Among the commission's 35 recommendations is the restructuring of the disability pay systems to give the VA more responsibility for awarding benefits.

The commission also called for the VA and the Pentagon to build an e-benefits Web site that would give service members and physicians access to confidential medical information as injured soldiers moved from facility to facility for treatment.

The report acknowledged "excellent" medical care if and when the patient was able to navigate the system to receive it.

"While numerous aspects of U.S. medical care are excellent, problems in coordination and continuity of care are common," the report said. "Our overall health system is oriented to acute care, not long-term rehabilitation."

President Bush, who has been pushing for an electronic medical record for every citizen by 2014, said the panel's suggestions were "interesting and important."

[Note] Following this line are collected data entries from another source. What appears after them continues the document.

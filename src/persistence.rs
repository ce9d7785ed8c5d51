//! Versioned key/value records for cars, consists and signals.
//!
//! A record is a flat JSON object holding the entity's fields plus two
//! reserved keys, `_kind` and `_version`. Loading checks both before
//! decoding, so a record written by an incompatible build is rejected
//! instead of half-read.

use crate::car::TrainCar;
use crate::consist::TrainConsist;
use crate::error::{Result, SimError};
use crate::signal::SignalSpeedCode;
use serde::de::DeserializeOwned;
use serde::Serialize;
use serde_json::{Map, Value};

pub type Record = Map<String, Value>;

pub const KIND_KEY: &str = "_kind";
pub const VERSION_KEY: &str = "_version";

pub trait Persist: Serialize + DeserializeOwned {
    const KIND: &'static str;
    const VERSION: u32;

    fn save(&self) -> Result<Record> {
        let mut record = match serde_json::to_value(self)? {
            Value::Object(map) => map,
            // Only struct-shaped entities implement Persist
            _ => {
                return Err(SimError::WrongRecordKind {
                    expected: Self::KIND,
                    found: None,
                })
            }
        };
        record.insert(KIND_KEY.to_owned(), Value::from(Self::KIND));
        record.insert(VERSION_KEY.to_owned(), Value::from(Self::VERSION));
        Ok(record)
    }

    fn load(record: &Record) -> Result<Self> {
        let kind = record.get(KIND_KEY).and_then(Value::as_str);
        if kind != Some(Self::KIND) {
            return Err(SimError::WrongRecordKind {
                expected: Self::KIND,
                found: kind.map(str::to_owned),
            });
        }

        let version = record.get(VERSION_KEY).and_then(Value::as_u64).unwrap_or(0);
        if version != u64::from(Self::VERSION) {
            return Err(SimError::UnsupportedVersion {
                kind: Self::KIND,
                found: version,
                expected: Self::VERSION,
            });
        }

        let mut fields = record.clone();
        fields.remove(KIND_KEY);
        fields.remove(VERSION_KEY);
        Ok(serde_json::from_value(Value::Object(fields))?)
    }

    fn save_json(&self) -> Result<String> {
        Ok(serde_json::to_string(&self.save()?)?)
    }

    fn load_json(json: &str) -> Result<Self> {
        let record: Record = serde_json::from_str(json)?;
        Self::load(&record)
    }
}

impl Persist for TrainCar {
    const KIND: &'static str = "train_car";
    const VERSION: u32 = 1;
}

impl Persist for TrainConsist {
    const KIND: &'static str = "train_consist";
    const VERSION: u32 = 1;
}

impl Persist for SignalSpeedCode {
    const KIND: &'static str = "signal_speed_code";
    const VERSION: u32 = 1;
}
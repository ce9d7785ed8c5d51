//! Collaborator contracts the core consumes, plus the small in-crate
//! implementations used by the simulator binary and the tests.

use crate::notice::{Notice, NoticeLevel};
use crate::signal::{SignalSighting, SignalSpeedCode};
use serde::{Deserialize, Serialize};
use std::sync::{Arc, Mutex};
use tracing::{error, info, warn};

/// Result of looking for a signal ahead of the train.
#[derive(Debug, Clone, PartialEq)]
pub enum SignalLookup {
    /// No signal within the lookahead window.
    Clear,
    Sighted(SignalSighting),
    /// The block layer could not answer. Treated as Red at distance zero.
    Unavailable,
}

impl SignalLookup {
    pub fn sighting(&self) -> Option<&SignalSighting> {
        match self {
            SignalLookup::Sighted(sighting) => Some(sighting),
            _ => None,
        }
    }
}

pub trait SpatialQuery {
    fn lookup_signal(&self, position_m: f64, lookahead_m: f32) -> SignalLookup;
}

pub trait PowerGrid {
    /// Power on offer at `position_m`; zero where the line is not electrified.
    fn power_at(&self, position_m: f64) -> u32;
}

pub trait Notifier {
    fn deliver(&mut self, notice: &Notice);
}

#[derive(Debug, Clone, Copy, PartialEq, Eq, Serialize, Deserialize)]
pub enum CarSound {
    DoorsOpening,
    DoorsClosing,
}

pub trait SoundSink {
    fn play(&mut self, car_id: &str, sound: CarSound);
}

/// Signals placed along a straight line, owned on behalf of the block layer.
#[derive(Debug, Clone)]
pub struct TrackLayout {
    signals: Vec<SignalSpeedCode>,
    available: bool,
}

impl TrackLayout {
    pub fn new() -> Self {
        Self {
            signals: Vec::new(),
            available: true,
        }
    }

    pub fn add_signal(&mut self, signal: SignalSpeedCode) {
        let index = self
            .signals
            .iter()
            .position(|s| s.position_m() > signal.position_m())
            .unwrap_or(self.signals.len());
        self.signals.insert(index, signal);
    }

    pub fn signal(&self, id: &str) -> Option<&SignalSpeedCode> {
        self.signals.iter().find(|s| s.id() == id)
    }

    pub fn signal_mut(&mut self, id: &str) -> Option<&mut SignalSpeedCode> {
        self.signals.iter_mut().find(|s| s.id() == id)
    }

    pub fn signals(&self) -> &[SignalSpeedCode] {
        &self.signals
    }

    /// Simulates the block layer going silent.
    pub fn set_available(&mut self, available: bool) {
        self.available = available;
    }
}

impl Default for TrackLayout {
    fn default() -> Self {
        Self::new()
    }
}

impl SpatialQuery for TrackLayout {
    fn lookup_signal(&self, position_m: f64, lookahead_m: f32) -> SignalLookup {
        if !self.available {
            return SignalLookup::Unavailable;
        }

        self.signals
            .iter()
            .find(|s| s.position_m() >= position_m)
            .map(|s| (s, (s.position_m() - position_m) as f32))
            .filter(|(_, distance)| *distance <= lookahead_m)
            .map_or(SignalLookup::Clear, |(s, distance)| {
                SignalLookup::Sighted(s.sighting(distance))
            })
    }
}

#[derive(Debug, Clone, Copy, PartialEq, Serialize, Deserialize)]
pub struct ElectrifiedSegment {
    pub start_m: f64,
    pub end_m: f64,
    pub power_level: u32,
}

#[derive(Debug, Clone, Default)]
pub struct StaticPowerGrid {
    segments: Vec<ElectrifiedSegment>,
}

impl StaticPowerGrid {
    pub fn new() -> Self {
        Self::default()
    }

    pub fn with_segment(mut self, start_m: f64, end_m: f64, power_level: u32) -> Self {
        self.segments.push(ElectrifiedSegment {
            start_m,
            end_m,
            power_level,
        });
        self
    }
}

impl PowerGrid for StaticPowerGrid {
    fn power_at(&self, position_m: f64) -> u32 {
        self.segments
            .iter()
            .filter(|s| position_m >= s.start_m && position_m < s.end_m)
            .map(|s| s.power_level)
            .max()
            .unwrap_or(0)
    }
}

/// Forwards notices to `tracing` at a matching level.
#[derive(Debug, Default)]
pub struct LogNotifier;

impl Notifier for LogNotifier {
    fn deliver(&mut self, notice: &Notice) {
        let car = notice.car_id.as_deref().unwrap_or("-");
        match notice.level {
            NoticeLevel::Info => info!("[tick {}] [{}] {}", notice.tick, car, notice.message),
            NoticeLevel::Warning => warn!("[tick {}] [{}] {}", notice.tick, car, notice.message),
            NoticeLevel::Error | NoticeLevel::Emergency => {
                error!("[tick {}] [{}] {}", notice.tick, car, notice.message)
            }
        }
    }
}

/// Keeps every delivered notice. Clones share one log, so a test can keep a
/// handle while the simulation owns the notifier.
#[derive(Debug, Clone, Default)]
pub struct RecordingNotifier {
    log: Arc<Mutex<Vec<Notice>>>,
}

impl RecordingNotifier {
    pub fn new() -> Self {
        Self::default()
    }

    pub fn notices(&self) -> Vec<Notice> {
        match self.log.lock() {
            Ok(log) => log.clone(),
            Err(poisoned) => poisoned.into_inner().clone(),
        }
    }

    pub fn count_at(&self, level: NoticeLevel) -> usize {
        self.notices().iter().filter(|n| n.level == level).count()
    }
}

impl Notifier for RecordingNotifier {
    fn deliver(&mut self, notice: &Notice) {
        match self.log.lock() {
            Ok(mut log) => log.push(notice.clone()),
            Err(poisoned) => poisoned.into_inner().push(notice.clone()),
        }
    }
}

#[derive(Debug, Default)]
pub struct NullSound;

impl SoundSink for NullSound {
    fn play(&mut self, _car_id: &str, _sound: CarSound) {}
}

#[derive(Debug, Default)]
pub struct RecordingSound {
    pub played: Vec<(String, CarSound)>,
}

impl SoundSink for RecordingSound {
    fn play(&mut self, car_id: &str, sound: CarSound) {
        self.played.push((car_id.to_owned(), sound));
    }
}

"We owe our wounded soldiers the very best care, and the very best benefits, and the very easiest to understand system," Bush said. "And so they took a very interesting approach. They took the perspective from the patient, as the patient had to work his way through the hospitals and bureaucracies. And they've come up with some very interesting and important suggestions."

The president later told reporters he instructed the VA and Department of Defense secretaries "to take them seriously, and to implement them, so that we can say with certainty that any soldier who has been hurt will get the best possible care and treatment that this government can offer."